** Input follows **
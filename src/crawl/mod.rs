//! Volume discovery and resumable article crawling.
//!
//! - [`discover_volumes`] turns an archive page into a set of [`VolumeLink`]s.
//! - [`ArticleCrawler`] paginates each volume, fetches every article page,
//!   writes one partial file per article and records progress in the
//!   [`ProcessedLedger`].
//!
//! [`VolumeLink`]: crate::article::VolumeLink

mod crawler;
mod discovery;
mod extract;
mod layout;
mod ledger;

pub use crawler::{
    ArticleCrawler, CrawlError, CrawlHandle, CrawlStats, CrawlSummary, DEFAULT_CONCURRENCY,
    DEFAULT_MAX_PAGES, MAX_CONCURRENCY, MIN_CONCURRENCY,
};
pub use discovery::{discover_links, discover_volumes};
pub use extract::{ListingPage, parse_article, parse_listing, resolve_link};
pub use layout::{CompiledLayout, SiteLayout};
pub use ledger::{LedgerError, Outcome, ProcessedLedger};
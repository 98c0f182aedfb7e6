//! SVG charts: per-cluster topic term bars and the cluster scatter plot.

use std::fmt::Write as _;
use std::fs;
use std::path::Path;

use tracing::{debug, instrument};

use super::error::ReportError;
use crate::topics::TopicReport;

/// Topics drawn per bar chart.
pub const CHART_TOPICS: usize = 3;
/// Terms drawn per topic.
const CHART_TERMS: usize = 5;

const PALETTE: [&str; 10] = [
    "#4e79a7", "#f28e2b", "#e15759", "#76b7b2", "#59a14f", "#edc948", "#b07aa1", "#ff9da7",
    "#9c755f", "#bab0ac",
];

const PANEL_WIDTH: f64 = 260.0;
const BAR_HEIGHT: f64 = 18.0;
const LABEL_WIDTH: f64 = 120.0;
const SCATTER_SIZE: f64 = 480.0;
const SCATTER_MARGIN: f64 = 30.0;

fn escape(text: &str) -> String {
    text.replace('&', "&amp;")
        .replace('<', "&lt;")
        .replace('>', "&gt;")
        .replace('"', "&quot;")
}

fn write_svg(path: &Path, svg: &str) -> Result<(), ReportError> {
    if let Some(parent) = path.parent() {
        fs::create_dir_all(parent).map_err(|e| ReportError::io(parent, e))?;
    }
    fs::write(path, svg).map_err(|e| ReportError::io(path, e))?;
    debug!(path = %path.display(), "chart written");
    Ok(())
}

/// Horizontal bar chart of the top terms of the largest topics, one panel
/// per topic.
///
/// # Errors
///
/// [`ReportError::EmptyChart`] when the report has no topics, or
/// [`ReportError::Io`] when the file cannot be written.
#[instrument(skip(report), fields(path = %path.display()))]
pub fn write_topic_barchart(path: &Path, title: &str, report: &TopicReport) -> Result<(), ReportError> {
    let topics = report.largest_topics(CHART_TOPICS);
    if topics.is_empty() {
        return Err(ReportError::EmptyChart {
            path: path.to_path_buf(),
        });
    }

    #[allow(clippy::cast_precision_loss)]
    let width = PANEL_WIDTH * topics.len() as f64 + 20.0;
    #[allow(clippy::cast_precision_loss)]
    let height = 70.0 + BAR_HEIGHT * 1.5 * CHART_TERMS as f64;
    let mut svg = String::new();
    let _ = writeln!(
        svg,
        r#"<svg xmlns="http://www.w3.org/2000/svg" width="{width}" height="{height}" font-family="sans-serif" font-size="11">"#
    );
    let _ = writeln!(
        svg,
        r#"<text x="10" y="20" font-size="14">{}</text>"#,
        escape(title)
    );

    for (panel, (topic, _)) in topics.iter().enumerate() {
        #[allow(clippy::cast_precision_loss)]
        let x0 = 10.0 + PANEL_WIDTH * panel as f64;
        let color = PALETTE[panel % PALETTE.len()];
        let terms = report.model.get(topic).map_or(&[][..], Vec::as_slice);
        let terms = &terms[..terms.len().min(CHART_TERMS)];
        let max_weight = terms.iter().map(|t| t.weight).fold(0.0, f64::max);

        let _ = writeln!(
            svg,
            r#"<text x="{x0}" y="45" font-size="12">Topic {topic}</text>"#
        );
        for (row, term) in terms.iter().enumerate() {
            #[allow(clippy::cast_precision_loss)]
            let y = 55.0 + BAR_HEIGHT * 1.5 * row as f64;
            let bar = if max_weight > 0.0 {
                (PANEL_WIDTH - LABEL_WIDTH - 20.0) * term.weight / max_weight
            } else {
                0.0
            };
            let _ = writeln!(
                svg,
                r#"<text x="{x0}" y="{}">{}</text><rect x="{}" y="{y}" width="{bar:.1}" height="{BAR_HEIGHT}" fill="{color}"/>"#,
                y + BAR_HEIGHT * 0.75,
                escape(&term.term),
                x0 + LABEL_WIDTH,
            );
        }
    }
    svg.push_str("</svg>\n");
    write_svg(path, &svg)
}

/// Scatter plot of the 2-D document projection, coloured by cluster.
///
/// # Errors
///
/// [`ReportError::EmptyChart`] when there are no points, or
/// [`ReportError::Io`] when the file cannot be written.
#[instrument(skip(points, labels), fields(path = %path.display(), points = points.len()))]
pub fn write_cluster_scatter(path: &Path, points: &[[f64; 2]], labels: &[usize]) -> Result<(), ReportError> {
    if points.is_empty() {
        return Err(ReportError::EmptyChart {
            path: path.to_path_buf(),
        });
    }

    let (min_x, max_x) = bounds(points.iter().map(|p| p[0]));
    let (min_y, max_y) = bounds(points.iter().map(|p| p[1]));
    let scale = |value: f64, min: f64, max: f64| {
        if max > min {
            SCATTER_MARGIN + (value - min) / (max - min) * (SCATTER_SIZE - 2.0 * SCATTER_MARGIN)
        } else {
            SCATTER_SIZE / 2.0
        }
    };

    let mut svg = String::new();
    let _ = writeln!(
        svg,
        r#"<svg xmlns="http://www.w3.org/2000/svg" width="{SCATTER_SIZE}" height="{SCATTER_SIZE}" font-family="sans-serif" font-size="12">"#
    );
    let _ = writeln!(
        svg,
        r#"<text x="{SCATTER_MARGIN}" y="20">Article clusters (PCA)</text>"#
    );
    for (point, &label) in points.iter().zip(labels) {
        let cx = scale(point[0], min_x, max_x);
        // SVG y grows downwards.
        let cy = SCATTER_SIZE - scale(point[1], min_y, max_y);
        let _ = writeln!(
            svg,
            r#"<circle cx="{cx:.2}" cy="{cy:.2}" r="4" fill="{}"><title>cluster {label}</title></circle>"#,
            PALETTE[label % PALETTE.len()]
        );
    }
    svg.push_str("</svg>\n");
    write_svg(path, &svg)
}

fn bounds(values: impl Iterator<Item = f64>) -> (f64, f64) {
    values.fold((f64::INFINITY, f64::NEG_INFINITY), |(lo, hi), v| (lo.min(v), hi.max(v)))
}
** End of Input **
Your assignment |
Above are some lines. Repeat exactly, and only, those from the line that has "coloured by cluster." through the line that has "let scale = |value: f64, min: f64, max: f64|".

Task solution |
/// Scatter plot of the 2-D document projection, coloured by cluster.
///
/// # Errors
///
/// [`ReportError::EmptyChart`] when there are no points, or
/// [`ReportError::Io`] when the file cannot be written.
#[instrument(skip(points, labels), fields(path = %path.display(), points = points.len()))]
pub fn write_cluster_scatter(path: &Path, points: &[[f64; 2]], labels: &[usize]) -> Result<(), ReportError> {
    if points.is_empty() {
        return Err(ReportError::EmptyChart {
            path: path.to_path_buf(),
        });
    }

    let (min_x, max_x) = bounds(points.iter().map(|p| p[0]));
    let (min_y, max_y) = bounds(points.iter().map(|p| p[1]));
    let scale = |value: f64, min: f64, max: f64| {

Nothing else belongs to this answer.